Fall is not yet here, but the scent of it freshens the evening air as the sun drops below the horizon, turning my thoughts for the first time in many months to stew. But not a thick, heavy stew. No, not as summer still stretches through the daylight hours, not as the distant buzz of lawn mowers still arises at dusk as fireflies come out to play. At times such as these I prefer a light stew with bright, fresh flavors. I came upon a lamb tagine recipe by Sam and Sam Clarke that seemed perfect.
After taking a left turn, a sharp right, and then a quick curve down a winding slope, their recipe transformed from the original into this personalized version. It is exactly what I wanted. Simple, fragrantly spiced, with the bright pop of peas, the richness of tomatoes, and the tender density of chicken. It can be made in well less than an hour, rather than simmering on the stove for half a day and heating the house like many stews. Paulo and I ate it for dinner over whole wheat couscous while sipping glasses of chilled Macabeo (which seemed fitting given Spain’s proximity to Morocco). The fireflies lit, the distant lawnmowers hummed, as the the sun descended and sent that shiver of autumn through the yard.

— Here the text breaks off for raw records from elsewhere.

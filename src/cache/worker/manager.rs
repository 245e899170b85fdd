//! Sync worker lifecycle
//!
//! Start, submit, and bounded stop of the background sync thread.

use std::sync::Arc;
use std::sync::atomic::{AtomicBool, Ordering};
use std::thread::{self, JoinHandle};
use std::time::Instant;

use crossbeam_channel::{Receiver, RecvTimeoutError, Sender, bounded, unbounded};

use super::task_processor::{perform_periodic_sync, process_request};
use super::types::{
    SyncRequest, SyncTarget, SyncWorker, WorkerMessage, WorkerStats, WorkerStatsSnapshot,
    WorkerTiming,
};
use crate::cache::traits::CacheOperationError;

/// How the worker came to a stop
#[derive(Debug, Clone, Copy, PartialEq, Eq)]
pub enum StopOutcome {
    /// Worker was not running
    NotRunning,
    /// Worker exited within the shutdown timeout and was joined
    Joined,
    /// Worker did not exit in time and was detached
    Forced,
}

impl SyncWorker {
    pub fn new(timing: WorkerTiming) -> Self {
        let (request_sender, request_receiver) = unbounded();
        let (exit_sender, exit_receiver) = bounded(1);
        Self {
            worker_handle: None,
            shutdown: Arc::new(AtomicBool::new(false)),
            request_sender,
            request_receiver: Some(request_receiver),
            exit_sender,
            exit_receiver,
            stats: Arc::new(WorkerStats::default()),
            timing,
        }
    }

    pub fn is_running(&self) -> bool {
        self.worker_handle.is_some()
    }

    pub fn stats(&self) -> WorkerStatsSnapshot {
        self.stats.snapshot()
    }

    /// Start the worker thread. A worker runs at most once.
    pub fn start(&mut self, target: Arc<dyn SyncTarget>) -> Result<(), CacheOperationError> {
        if self.worker_handle.is_some() {
            return Ok(());
        }
        let request_receiver = self.request_receiver.take().ok_or_else(|| {
            CacheOperationError::invalid_configuration("sync worker cannot be restarted")
        })?;

        self.shutdown.store(false, Ordering::Release);
        let handle = Self::spawn_worker(
            Arc::clone(&self.shutdown),
            request_receiver,
            self.exit_sender.clone(),
            target,
            Arc::clone(&self.stats),
            self.timing,
        )?;
        self.worker_handle = Some(handle);
        log::info!(
            "Sync worker started (interval {:?}, poll {:?})",
            self.timing.sync_interval,
            self.timing.poll_interval
        );
        Ok(())
    }

    /// Queue a bank for flushing
    pub fn submit(&self, request: SyncRequest) -> Result<(), CacheOperationError> {
        if !self.is_running() || self.shutdown.load(Ordering::Acquire) {
            return Err(CacheOperationError::WorkerUnavailable);
        }
        self.request_sender
            .send(WorkerMessage::Sync(request))
            .map_err(|_| CacheOperationError::WorkerUnavailable)
    }

    /// Signal shutdown and wait up to the shutdown timeout for the thread to exit
    pub fn stop(&mut self) -> Result<StopOutcome, CacheOperationError> {
        let Some(handle) = self.worker_handle.take() else {
            return Ok(StopOutcome::NotRunning);
        };

        self.shutdown.store(true, Ordering::Release);
        let _ = self.request_sender.send(WorkerMessage::Wake);

        match self.exit_receiver.recv_timeout(self.timing.shutdown_timeout) {
            Ok(()) | Err(RecvTimeoutError::Disconnected) => {
                handle.join().map_err(|_| {
                    CacheOperationError::invalid_configuration("sync worker thread panicked")
                })?;
                log::info!("Sync worker stopped");
                Ok(StopOutcome::Joined)
            }
            Err(RecvTimeoutError::Timeout) => {
                log::warn!(
                    "Sync worker did not stop within {:?}; detaching it",
                    self.timing.shutdown_timeout
                );
                Ok(StopOutcome::Forced)
            }
        }
    }

    fn spawn_worker(
        shutdown: Arc<AtomicBool>,
        request_receiver: Receiver<WorkerMessage>,
        exit_sender: Sender<()>,
        target: Arc<dyn SyncTarget>,
        stats: Arc<WorkerStats>,
        timing: WorkerTiming,
    ) -> Result<JoinHandle<()>, CacheOperationError> {
        thread::Builder::new()
            .name("bank-sync-worker".to_string())
            .spawn(move || {
                let mut next_periodic = Instant::now() + timing.sync_interval;

                while !shutdown.load(Ordering::Acquire) {
                    match request_receiver.recv_timeout(timing.poll_interval) {
                        Ok(WorkerMessage::Sync(request)) => {
                            process_request(target.as_ref(), request, &stats);
                        }
                        Ok(WorkerMessage::Wake) | Err(RecvTimeoutError::Timeout) => {}
                        Err(RecvTimeoutError::Disconnected) => break,
                    }

                    if shutdown.load(Ordering::Acquire) {
                        break;
                    }
                    if Instant::now() >= next_periodic {
                        perform_periodic_sync(target.as_ref(), &stats);
                        next_periodic = Instant::now() + timing.sync_interval;
                    }
                }

                let _ = exit_sender.send(());
            })
            .map_err(|e| CacheOperationError::io_failed(format!("spawning sync worker: {}", e)))
    }
}

impl Drop for SyncWorker {
    fn drop(&mut self) {
        let _ = self.stop();
    }
}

Chicken Tagine with Peas and Tomatoes
3 T olive oil
2 tsp sweet paprika
1/2 tsp hot paprika
1 1/2 tsp cumin
1 cinnamon stick
2 onions, chopped
14 oz can diced tomatoes, with juice (preferably fire-roasted)
3 cups water
1 1/2 lbs chicken thighs
1 lb frozen peas, thawed
Heat the oil in a wide, deep pan until it shimmers. Add the paprikas, cumin, and cinnamon stick, and stir until the kitchen fills with lovely fragrance. Stir in the onion and saute until it begins to soften, 2 to 3 minutes. Add the tomatoes and the water along with 1 tsp of salt, and heat, covered, until the mixture begins to boil. In the meantime strip the skin off the chicken and trim away any visible fat (scissors work well for doing this). When the mixture comes to a boil, slip in the thighs. Bring back to a boil. Cover, turn down the heat to medium-low, and simmer gently for about 30 minutes. (Boiling leaches out flavor and toughens the bird.)
At this point you may do one of two things. If you wish to serve the tagine immediately, add the peas, simmer just until the peas heat through, add salt and pepper if needed, and serve. (You want the peas to be plump and bright green.)
Or, if you wish to serve the dish an hour or two later, turn off the heat and let the tagine rest on the stove, covered. (Doing so will deepen the complexity of the flavors, and will also make the chicken even more tender.) When you are ready to serve, simply reheat, add the peas, adjust the seasonings, and serve.